Thurow: Sind sie ja auch nicht. Okay, wenn jemand gefeuert wird, der älter als 55 Jahre ist, ist er draußen. Aber jeder, der jünger ist, kann auch wieder einsteigen.
WamS: Kaum vorstellbar, dass Ihre Sicht der Dinge jemals in Europa populär wird.
Thurow: Ich kann Ihnen auch erklären, warum: In den USA hat man viel Verständnis für das Scheitern. Das hat einen historischen Grund: In die USA sind nie die erfolgreichen Menschen gezogen, sondern immer die Armen und Hungrigen, die, die in der Heimat gescheitert sind. Wir geben den Leuten eine zweite, dritte und vierte Chance.

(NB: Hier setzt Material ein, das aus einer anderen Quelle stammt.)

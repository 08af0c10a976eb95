//! # Viterbi Parsing
//!
//! Max-product version of the inside recursion. Every log-sum-exp becomes a
//! maximum, and each chart entry remembers how its best score was built:
//!
//! - [`Backpointer::Terminal`]: a single word, `(i, i+1, NonStop)`
//! - [`Backpointer::Unary`]: a stop transition from the previous mark of the
//!   same span and head
//! - [`Backpointer::Binary`]: an attachment, combining a head-side child
//!   and a completed argument child
//!
//! Trees are read back with an explicit stack. Every binary step adds the
//! edge `(argument position, head position)`; the root adds
//! `(root position, None)`. A sentence of length `n` yields exactly `n`
//! edges, anything else is reported as a corrupt chart.
//!
//! ## Example
//!
//! ```rust
//! use dmvflow_diff::Tensor;
//! use dmvflow_nlp::grammar::GrammarParameters;
//! use dmvflow_nlp::viterbi::ViterbiEngine;
//!
//! let grammar = GrammarParameters::zeros(2).normalize().unwrap();
//! let emissions = Tensor::zeros(vec![1, 3, 2]);
//! let trees = ViterbiEngine::new(1 << 20).run(&grammar, &emissions, &[3]).unwrap();
//! assert_eq!(trees[0].len(), 3);
//! ```

use dmvflow_diff::Tensor;
use dmvflow_prob::NEG_FLOOR;
use serde::{Deserialize, Serialize};

use crate::chart::{Chart, ChartLayout, Mark};
use crate::grammar::{LogGrammar, CONTINUE, STOP};
use crate::inside::check_inputs;
use crate::NlpError;

// ============================================================================
// Trees
// ============================================================================

/// A dependency tree as `(dependent, head)` pairs, sorted by dependent.
///
/// Positions are 0-indexed; the root word has head `None`.
#[derive(Debug, Clone, PartialEq, Eq, Serialize, Deserialize)]
pub struct DependencyTree {
    edges: Vec<(usize, Option<usize>)>,
}
//! # NLP - Unsupervised Dependency Parsing with Flow Emissions
//!
//! A Dependency Model with Valence (DMV) over latent states whose words are
//! continuous embeddings. Each state emits (optionally flow-transformed)
//! embeddings from a diagonal Gaussian; the grammar decides, outward from
//! each head and conditioned on adjacency, whether to take another
//! dependent or stop.
//!
//! ## Core Concepts
//!
//! - **Charts**: one log-space entry per span, mark, sentence, state and head
//!   position, in a flat triangular arena ([`chart`])
//! - **Marks**: how much of a head's valence is resolved in a span
//!   (`NonStop` → `RightStopped` → `BothStopped`)
//! - **Inside / outside**: sum-product likelihood and its exact gradient
//!   ([`inside`], [`outside`])
//! - **Viterbi**: max-product parsing with tagged backpointers ([`viterbi`])
//! - **Evaluation**: directed and undirected attachment accuracy ([`eval`])
//!
//! ## Example: Training on a Toy Corpus
//!
//! ```rust
//! use dmvflow_diff::Tensor;
//! use dmvflow_nlp::{evaluate, DmvFlow, Sentence, TrainConfig, Trainer};
//! use rand::SeedableRng;
//! use rand_chacha::ChaCha8Rng;
//!
//! let sentence = Sentence {
//!     embeddings: Tensor::from_data(vec![2, 2], vec![-1.0, 0.5, 1.0, -0.5]).unwrap(),
//!     tags: Some(vec![0, 1]),
//!     gold: Some(vec![(1, 2), (2, 0)]),
//! };
//! let corpus = vec![sentence; 4];
//!
//! let config = TrainConfig::default().with_epochs(2).with_batch_size(2);
//! let mut rng = ChaCha8Rng::seed_from_u64(config.seed);
//! let tags = vec!["DT".to_string(), "NN".to_string()];
//! let mut model = DmvFlow::initialize(&config, tags, &corpus, &mut rng).unwrap();
//!
//! Trainer::new(config).unwrap().train(&mut model, &corpus, None).unwrap();
//! let report = evaluate(&model, &corpus, 2).unwrap();
//! assert_eq!(report.tokens, 8);
//! ```

pub mod chart;
pub mod config;
pub mod corpus;
mod error;
pub mod eval;
pub mod grammar;
pub mod inside;
pub mod model;
pub mod outside;
pub mod seed;
pub mod train;
pub mod viterbi;

pub use chart::{Chart, ChartLayout, Mark};
pub use config::{ModelKind, TrainConfig};
pub use corpus::{
    batch_indices, embed, embed_all, read_conll, read_conll_file, read_conll_file_with, read_conll_with, Batch,
    ConllOptions, ConllSentence, Sentence, TagVocab, WordVectors, NULL_TAG,
};
pub use error::NlpError;
pub use eval::{evaluate, measures, AccuracyAccumulator, EvalReport, TreeParser};
pub use grammar::{GrammarGrad, GrammarParameters, LogGrammar};
pub use inside::{InsideChart, InsideEngine};
pub use model::{Checkpoint, DmvFlow, Objective};
pub use outside::{outside, InsideGrad};
pub use seed::{seed_grammar, ConvergedGrammar, SeedParam, SeedTable};
pub use train::{StepStats, TrainReport, Trainer};
pub use viterbi::{Backpointer, ChildRef, DependencyTree, ViterbiEngine};
/// A random sample of `size` sentences used to initialize the emission model.
pub fn seed_sample<'a, R: Rng>(sentences: &'a [Sentence], size: usize, rng: &mut R) -> Vec<&'a Sentence> {
    sentences.choose_multiple(rng, size.min(sentences.len())).collect()
}

#[cfg(test)]
mod tests {
    use super::*;
    use rand::SeedableRng;
    use rand_chacha::ChaCha8Rng;

    const TREEBANK: &str = "\
1\tThe\tDT\t2
2\tdog\tNN\t3
3\tbarks\tVBZ\t0

1\tIt\tPRP\t2
2\tcost\tVBD\t0
3\t3.5\tCD\t2
4\tdollars\tNNS\t2
5\ttoday\tNN\t2
";

    fn sentence(rows: &[[f64; 2]]) -> Sentence {
        let data = rows.iter().flatten().copied().collect();
        Sentence::new(Tensor::from_data(vec![rows.len(), 2], data).unwrap())
    }

    #[test]
    fn test_read_conll() {
        let sentences = read_conll(TREEBANK.as_bytes(), 10).unwrap();
        assert_eq!(sentences.len(), 2);
        assert_eq!(sentences[0].tags, vec!["DT", "NN", "VBZ"]);
        assert_eq!(sentences[0].heads, vec![(1, 2), (2, 3), (3, 0)]);
        // Numbers share one word form, and a missing trailing blank line is fine
        assert_eq!(sentences[1].words[2], "0");
        assert_eq!(sentences[1].len(), 5);
    }

    const WITH_NULLS: &str = "\
1\tWho\tWP\t3
2\t*T*-1\t-NONE-\t4
3\tsaid\tVBD\t0
4\t*?*\t-NONE-\t3
5\tit\tPRP\t2
";

    #[test]
    fn test_null_tokens_kept_by_default() {
        let sentences = read_conll(WITH_NULLS.as_bytes(), 10).unwrap();
        assert_eq!(sentences[0].len(), 5);
        assert_eq!(sentences[0].tags[1], NULL_TAG);
    }

    #[test]
    fn test_null_tokens_removed_and_heads_renumbered() {
        let options = ConllOptions::new(10).with_remove_null(true);
        let sentences = read_conll_with(WITH_NULLS.as_bytes(), options).unwrap();
        assert_eq!(sentences[0].words, vec!["Who", "said", "it"]);
        // "it" hung below two empty elements and climbs to "said"
        assert_eq!(sentences[0].heads, vec![(1, 2), (2, 0), (3, 2)]);
    }

    #[test]
    fn test_length_filter_counts_after_null_removal() {
        let options = ConllOptions::new(3);
        assert!(read_conll_with(WITH_NULLS.as_bytes(), options).unwrap().is_empty());
        let kept = read_conll_with(WITH_NULLS.as_bytes(), options.with_remove_null(true)).unwrap();
        assert_eq!(kept.len(), 1);
    }

    #[test]
    fn test_null_removal_rejects_dangling_head() {
        let text = "1\ta\tDT\t0\n2\t*\t-NONE-\t7\n3\tb\tNN\t2\n\n";
        let err = read_conll_with(text.as_bytes(), ConllOptions::new(10).with_remove_null(true)).unwrap_err();
        assert!(matches!(err, NlpError::Format { line: 4, .. }));
    }

    #[test]
    fn test_read_conll_length_filter() {
        let sentences = read_conll(TREEBANK.as_bytes(), 3).unwrap();
        assert_eq!(sentences.len(), 1);
        assert_eq!(sentences[0].words[1], "dog");
    }

    #[test]
    fn test_read_conll_rejects_bad_lines() {
        let err = read_conll("1\tdog\tNN\n".as_bytes(), 10).unwrap_err();
        assert!(matches!(err, NlpError::Format { line: 1, .. }));
        let err = read_conll("1\tdog\tNN\t0\n2\tbark\tVB\tx\n".as_bytes(), 10).unwrap_err();
        assert!(matches!(err, NlpError::Format { line: 2, .. }));
    }

    #[test]
    fn test_word_vectors() {
        let vectors = WordVectors::read("dog 1.0 2.0\nbarks -1 0.5\n".as_bytes()).unwrap();
        assert_eq!(vectors.dims(), 2);
        assert_eq!(vectors.get("barks").unwrap(), &[-1.0, 0.5]);
        assert!(matches!(vectors.get("cat"), Err(NlpError::UnknownWord { .. })));

        let err = WordVectors::read("dog 1.0 2.0\ncat 1.0\n".as_bytes()).unwrap_err();
        assert!(matches!(err, NlpError::Format { line: 2, .. }));
    }

    #[test]
    fn test_tag_vocab_first_seen_order() {
        let sentences = read_conll(TREEBANK.as_bytes(), 10).unwrap();
        let vocab = TagVocab::from_sentences(&sentences);
        assert_eq!(vocab.tags()[..3], ["DT", "NN", "VBZ"]);
        assert_eq!(vocab.id("NN").unwrap(), 1);
        assert_eq!(vocab.len(), 7);
        assert!(vocab.id("JJ").is_err());
    }

    #[test]
    fn test_embed() {
        let sentences = read_conll(TREEBANK.as_bytes(), 3).unwrap();
        let mut vectors = WordVectors::new(2);
        vectors.insert("The", vec![0.0, 1.0]).unwrap();
        vectors.insert("dog", vec![2.0, 3.0]).unwrap();
        let vocab = TagVocab::from_sentences(&sentences);

        let err = embed(&sentences[0], &vectors, Some(&vocab)).unwrap_err();
        assert!(matches!(err, NlpError::UnknownWord { ref word } if word == "barks"));

        vectors.insert("barks", vec![4.0, 5.0]).unwrap();
        let sentence = embed(&sentences[0], &vectors, Some(&vocab)).unwrap();
        assert_eq!(sentence.embeddings.row(1), &[2.0, 3.0]);
        assert_eq!(sentence.tags, Some(vec![0, 1, 2]));
        assert_eq!(sentence.gold.as_ref().unwrap()[2], (3, 0));
    }

    #[test]
    fn test_pad_and_unpad() {
        let sentences = [sentence(&[[1.0, 2.0]]), sentence(&[[3.0, 4.0], [5.0, 6.0], [7.0, 8.0]])];
        let batch = Batch::from_sentences(&sentences).unwrap();
        assert_eq!(batch.lengths, vec![1, 3]);
        assert_eq!(batch.max_len, 3);

        let padded = batch.pad(&batch.tokens).unwrap();
        assert_eq!(padded.shape, vec![2, 3, 2]);
        assert_eq!(padded.get(&[0, 0, 1]), 2.0);
        assert_eq!(padded.get(&[0, 2, 0]), 0.0);
        assert_eq!(padded.get(&[1, 2, 1]), 8.0);

        assert_eq!(batch.unpad(&padded).unwrap(), batch.tokens);
    }

    #[test]
    fn test_batch_rejects_mixed_widths_and_empty() {
        let wide = Sentence::new(Tensor::zeros(vec![1, 3]));
        let result = Batch::from_sentences([&sentence(&[[0.0, 0.0]]), &wide]);
        assert!(matches!(result, Err(NlpError::Diff(_))));
        assert!(matches!(Batch::from_sentences(&[] as &[Sentence]), Err(NlpError::EmptyBatch)));
    }

    #[test]
    fn test_batch_indices() {
        let plain = batch_indices::<ChaCha8Rng>(7, 3, None);
        assert_eq!(plain, vec![vec![0, 1, 2], vec![3, 4, 5], vec![6]]);

        let mut rng = ChaCha8Rng::seed_from_u64(3);
        let shuffled = batch_indices(7, 3, Some(&mut rng));
        let mut all: Vec<usize> = shuffled.concat();
        all.sort_unstable();
        assert_eq!(all, (0..7).collect::<Vec<_>>());
    }

    #[test]
    fn test_seed_sample_is_capped() {
        let sentences = vec![sentence(&[[0.0, 0.0]]); 4];
        let mut rng = ChaCha8Rng::seed_from_u64(9);
        assert_eq!(seed_sample(&sentences, 10, &mut rng).len(), 4);
        assert_eq!(seed_sample(&sentences, 2, &mut rng).len(), 2);
    }
}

WamS: Was für Lehren können aus dem Kursverfall der US-Technologiebörse Nasdaq gezogen werden?
Thurow: Bestimmte Gesetze ändern sich einfach nicht. Finanzcrashs sind ein Bestandteil des Kapitalismus.
WamS: Die Familie Walton, die Anteile am Einzelhandelskonzern Wal-Mart hält, ist reicher als Bill Gates von Microsoft, der über Jahre die Rangliste anführte. Zeigt das einen Paradigmenwechsel, hin zum traditionellen Geschäft, weg von der Technologie?
Thurow: Wal-Mart ist ein fürchterlicher Laden und dominiert den Einzelhandel nicht wegen seiner Läden. Aber er hat eine einzigartige Logistik aufgebaut mit einem unglaublichen elektronischen Warenverteilsystem.
WamS: Erlebnis-Shopping der ganz anderen Art. Aber der Laden ist billig.
Thurow: Wal-Mart will nicht das machen, was die anderen Läden auch machen, nur besser. Das Unternehmen kann seine Warenbestände so managen wie kein anderes. Das ist deren Erfolgsgeheimnis.